Since I've only been using the free access to Disney+ to watch Star Wars, and have run out of movies that don't involve George Lucas, I thought I'd look at some of their old classic movies and see how they hold up.

I saw "Davy Crockett: King of the Wild Frontier" a few times when I was a kid (we didn't have a TV, my parents got a VCR & monitor to exercise control over what we saw, which ended up being most of the Disney & giant monster sections of our local video store). I heard that Disney put out some sort of disclaimer about the dated content and old fashioned racial attitudes of the older movies, so I figured something like this would be a prime candidate, given that "redskin" is treated like a formal demonym. Interestingly, the only content advisory Disney+ gives is "Tobacco depictions".

-- Also, Jed Clampett plays Crockett's sidekick. Okay, he's also Barnaby Jones, which I saw more of with my grandfther than Beverly Hillbillies, but he's a lot more like the former character.

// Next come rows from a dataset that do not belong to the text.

//! Test to verify AudioFrame is accessible from external crates
//!
//! This test ensures that the AudioFrame type can be used by external libraries
//! like session-core and client-core.

use rvoip_media_core::AudioFrame;
use std::time::Duration;

#[test]
fn test_audio_frame_creation() {
    // Test basic AudioFrame creation
    let samples = vec![100, 200, 300, 400, 500, 600];
    let sample_rate = 8000;
    let channels = 2;
    let timestamp = 1234;
    
    let audio_frame = AudioFrame::new(samples.clone(), sample_rate, channels, timestamp);
    
    // Verify all fields are accessible
    assert_eq!(audio_frame.samples, samples);
    assert_eq!(audio_frame.sample_rate, sample_rate);
    assert_eq!(audio_frame.channels, channels);
    assert_eq!(audio_frame.timestamp, timestamp);
    
    // Verify duration is calculated correctly
    let expected_duration = Duration::from_secs_f64(3.0 / 8000.0); // 3 samples per channel at 8kHz
    assert_eq!(audio_frame.duration, expected_duration);
    
    println!("✅ AudioFrame creation works correctly");
}

#[test]
fn test_audio_frame_public_fields() {
    // Test that all public fields are accessible and mutable
    let mut audio_frame = AudioFrame::new(vec![1, 2, 3, 4], 16000, 1, 5678);
    
    // Test field access
    assert_eq!(audio_frame.samples.len(), 4);
    assert_eq!(audio_frame.sample_rate, 16000);
    assert_eq!(audio_frame.channels, 1);
    assert_eq!(audio_frame.timestamp, 5678);
    
    // Test field modification
    audio_frame.samples.push(5);
    audio_frame.timestamp = 9999;
    
    assert_eq!(audio_frame.samples.len(), 5);
    assert_eq!(audio_frame.timestamp, 9999);
    
    println!("✅ AudioFrame public fields are accessible and mutable");
}

#[test]
fn test_audio_frame_methods() {
    // Test mono frame
    let mono_frame = AudioFrame::new(vec![1, 2, 3, 4], 8000, 1, 0);
    assert_eq!(mono_frame.samples_per_channel(), 4);
    assert!(mono_frame.is_mono());
    assert!(!mono_frame.is_stereo());
    
    // Test stereo frame
    let stereo_frame = AudioFrame::new(vec![1, 2, 3, 4, 5, 6], 16000, 2, 0);
    assert_eq!(stereo_frame.samples_per_channel(), 3);
    assert!(!stereo_frame.is_mono());
    assert!(stereo_frame.is_stereo());
    
    println!("✅ AudioFrame methods work correctly");
}

#[test]
fn test_audio_frame_clone() {
    // Test that AudioFrame can be cloned
    let original = AudioFrame::new(vec![10, 20, 30], 48000, 1, 12345);
    let cloned = original.clone();
    
    assert_eq!(original.samples, cloned.samples);
    assert_eq!(original.sample_rate, cloned.sample_rate);
    assert_eq!(original.channels, cloned.channels);
    assert_eq!(original.timestamp, cloned.timestamp);
    assert_eq!(original.duration, cloned.duration);
    
    println!("✅ AudioFrame cloning works correctly");
}

#[test]
fn test_audio_frame_debug() {
    // Test that AudioFrame implements Debug
    let frame = AudioFrame::new(vec![1, 2], 8000, 1, 100);
    let debug_str = format!("{:?}", frame);
    assert!(debug_str.contains("AudioFrame"));
    assert!(debug_str.contains("samples"));
    assert!(debug_str.contains("sample_rate"));
    
    println!("✅ AudioFrame Debug implementation works correctly");
}

#[test]
fn test_audio_frame_from_prelude() {
    // Test importing from prelude
    use rvoip_media_core::prelude::AudioFrame;
    
    let frame = AudioFrame::new(vec![1, 2, 3], 8000, 1, 0);
    assert_eq!(frame.samples.len(), 3);
    
    println!("✅ AudioFrame accessible from prelude");
}

#[test]
fn test_audio_frame_realistic_scenario() {
    // Test a realistic scenario that session-core might use
    let sample_rate = 8000;
    let channels = 1;
    let frame_duration_ms = 20;
    let samples_per_frame = (sample_rate * frame_duration_ms / 1000) as usize;
    
    // Create a 20ms frame of audio samples
    let mut samples = Vec::with_capacity(samples_per_frame);
    for i in 0..samples_per_frame {
        samples.push((i as i16) * 10); // Simple test pattern
    }
    
    let timestamp = 160; // RTP timestamp for 20ms at 8kHz
    let audio_frame = AudioFrame::new(samples, sample_rate, channels, timestamp);
    
    // Verify properties
    assert_eq!(audio_frame.samples.len(), 160); // 20ms at 8kHz
    assert_eq!(audio_frame.sample_rate, 8000);
    assert_eq!(audio_frame.channels, 1);
    assert_eq!(audio_frame.timestamp, 160);
    assert_eq!(audio_frame.samples_per_channel(), 160);
    assert!(audio_frame.is_mono());
    
    // Verify duration is approximately 20ms
    let expected_duration = Duration::from_millis(20);
    let actual_duration = audio_frame.duration;
    let diff = if actual_duration > expected_duration {
        actual_duration - expected_duration
    } else {
        expected_duration - actual_duration
    };
    assert!(diff < Duration::from_micros(100), "Duration should be ~20ms");
    
    println!("✅ AudioFrame realistic scenario works correctly");
}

-- Regarding Indians, there's a lot of historical inaccuracies here, such as Andrew Jackson wearing the insignia of a Major General when I'm pretty sure he was a colonel and promoted to flag rank as a reward for defeating the Creeks. Also, there's an enemy leader called "Red Stick", when that was the term used for the Indian combatants. "Red Stick" is easily identified by the buffalo headdress he wears. As a native of Georgia or some other southeastern states. I also saw one Indian with a stylized sun painted on his body, in the shape of a circle, with horizontal & vertical lines representing rays, that I'm fairly certain is a southwestern design. According to IMDB, the chief of the Creeks is a real Indian, but the guy who accompanies Crockett and Jed Clampett to the Alamo is clearly an Italian.

-- Sex scenes looked weird in kids' movies in the 1950s.

-- They aren't super clear what Crockett's job is in his early life. He's first depicted as an army scout, but he makes it clear this has only been a temporary thing, for a limited duration. He goes back home from the war to hunt for a bunch of meat to keep his family fed until the end of the war, hangs out with his family after the war, and then goes looking for more land in the spring. Like, he has a farm (I think, he doesn't farm that we see), and his search for new land is attributed to restlessness. So why does he want a whole new piece of land he isn't really interested in farming? And he even gets invested in the community to the degree that he takes a law enforcement job.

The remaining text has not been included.